**Assignment:** The output is the lines below from the one with "file (delays, seed)" through the one with "render::print_rules();", both included, printed exactly and with no other line.

Stored items
────

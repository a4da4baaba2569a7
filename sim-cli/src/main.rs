//! SIM CLI - Command-line interface
//!
//! Commands:
//! - play: Play against the computer in the terminal
//! - auto: Run headless rounds against a random stand-in
//! - rules: Print the rules
//! - graph: Print points, edges and triangles

mod auto_cmd;
mod play_cmd;
mod render;

use std::path::PathBuf;

use anyhow::{Context, Result};
use clap::{Parser, Subcommand};
use tracing_subscriber::EnvFilter;

use sim_core::{GameGraph, SessionConfig};

#[derive(Parser)]
#[command(name = "sim")]
#[command(about = "Sim: color edges, avoid completing a triangle in your color")]
struct Cli {
    /// Random seed for reproducible games
    #[arg(long, global = true)]
    seed: Option<u64>,

    /// Session config JSON file (delays, seed)
    #[arg(long, global = true, value_name = "FILE")]
    config: Option<PathBuf>,

    /// Debug logging (overrides RUST_LOG)
    #[arg(short, long, global = true)]
    verbose: bool,

    #[command(subcommand)]
    command: Commands,
}

#[derive(Subcommand)]
enum Commands {
    /// Play against the computer
    Play(play_cmd::PlayArgs),
    /// Play headless rounds, random stand-in vs computer
    Auto(auto_cmd::AutoArgs),
    /// Print the rules
    Rules,
    /// Print the board topology
    Graph,
}

fn main() -> Result<()> {
    let cli = Cli::parse();
    init_logging(cli.verbose);

    let config = load_config(&cli)?;

    match cli.command {
        Commands::Play(args) => play_cmd::run(args, config),
        Commands::Auto(args) => auto_cmd::run(args, config),
        Commands::Rules => {
            render::print_rules();
            Ok(())
        }
        Commands::Graph => {
            let graph = GameGraph::new().context("Failed to build game graph")?;
            render::print_graph(&graph);
            Ok(())
        }
    }
}

fn init_logging(verbose: bool) {
    let filter = if verbose {
        EnvFilter::new("debug")
    } else {
        EnvFilter::try_from_default_env().unwrap_or_else(|_| EnvFilter::new("warn"))
    };

    tracing_subscriber::fmt()
        .with_env_filter(filter)
        .with_writer(std::io::stderr)
        .init();
}

/// Config file (if any) with the command-line seed applied on top
fn load_config(cli: &Cli) -> Result<SessionConfig> {
    let mut config = match &cli.config {
        Some(path) => SessionConfig::load(path)
            .with_context(|| format!("Failed to load config: {}", path.display()))?,
        None => SessionConfig::default(),
    };

    if let Some(seed) = cli.seed {
        config.seed = Some(seed);
    }

    tracing::debug!(?config, "Session config");
    Ok(config)
}
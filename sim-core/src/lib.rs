//! SIM Core - Game engine and computer opponent
//!
//! This crate provides the core game logic for Sim on six points:
//! - Fixed topology (points, edges, triangles) with integer ids
//! - Per-edge ownership for the current round
//! - Triangle completion detection
//! - Computer player with a one-retry lookahead
//! - Host-driven turn state machine with delayed continuations

pub mod graph;
pub mod ownership;
pub mod detector;
pub mod ai;
pub mod game;
pub mod config;
pub mod error;

// Re-exports for convenient access
pub use graph::{
    GameGraph, Point, Edge, Triangle, PointId, EdgeId, TriangleId, Pos,
    label_of, index_of, sort_code, HIT_RADIUS, NUM_EDGES, NUM_POINTS, NUM_TRIANGLES,
};
pub use ownership::{EdgeState, Owner, OwnershipStore, POINT_RGB};
pub use detector::{check_for_completed_triangle, completed_triangles};
pub use ai::{ComputerMove, ComputerPlayer};
pub use game::{
    Advance, GameEvent, Ignored, Phase, Player, Session, SessionObserver,
    SessionSnapshot, Step, Wakeup,
};
pub use config::SessionConfig;
pub use error::{Result, SimError};

/// How to play, for hosts to show
pub const RULES: &str = "\
1. Take turns with the computer to color edges.
2. Your color is blue, the computer uses red.
3. Avoid coloring a triangle completely in your color:
   the first to complete a triangle LOSES the game!";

────

**Task output:**
    /// Session config JSON file (delays, seed)
    #[arg(long, global = true, value_name = "FILE")]
    config: Option<PathBuf>,

    /// Debug logging (overrides RUST_LOG)
    #[arg(short, long, global = true)]
    verbose: bool,

    #[command(subcommand)]
    command: Commands,
}

#[derive(Subcommand)]
enum Commands {
    /// Play against the computer
    Play(play_cmd::PlayArgs),
    /// Play headless rounds, random stand-in vs computer
    Auto(auto_cmd::AutoArgs),
    /// Print the rules
    Rules,
    /// Print the board topology
    Graph,
}

fn main() -> Result<()> {
    let cli = Cli::parse();
    init_logging(cli.verbose);

    let config = load_config(&cli)?;

    match cli.command {
        Commands::Play(args) => play_cmd::run(args, config),
        Commands::Auto(args) => auto_cmd::run(args, config),
        Commands::Rules => {
            render::print_rules();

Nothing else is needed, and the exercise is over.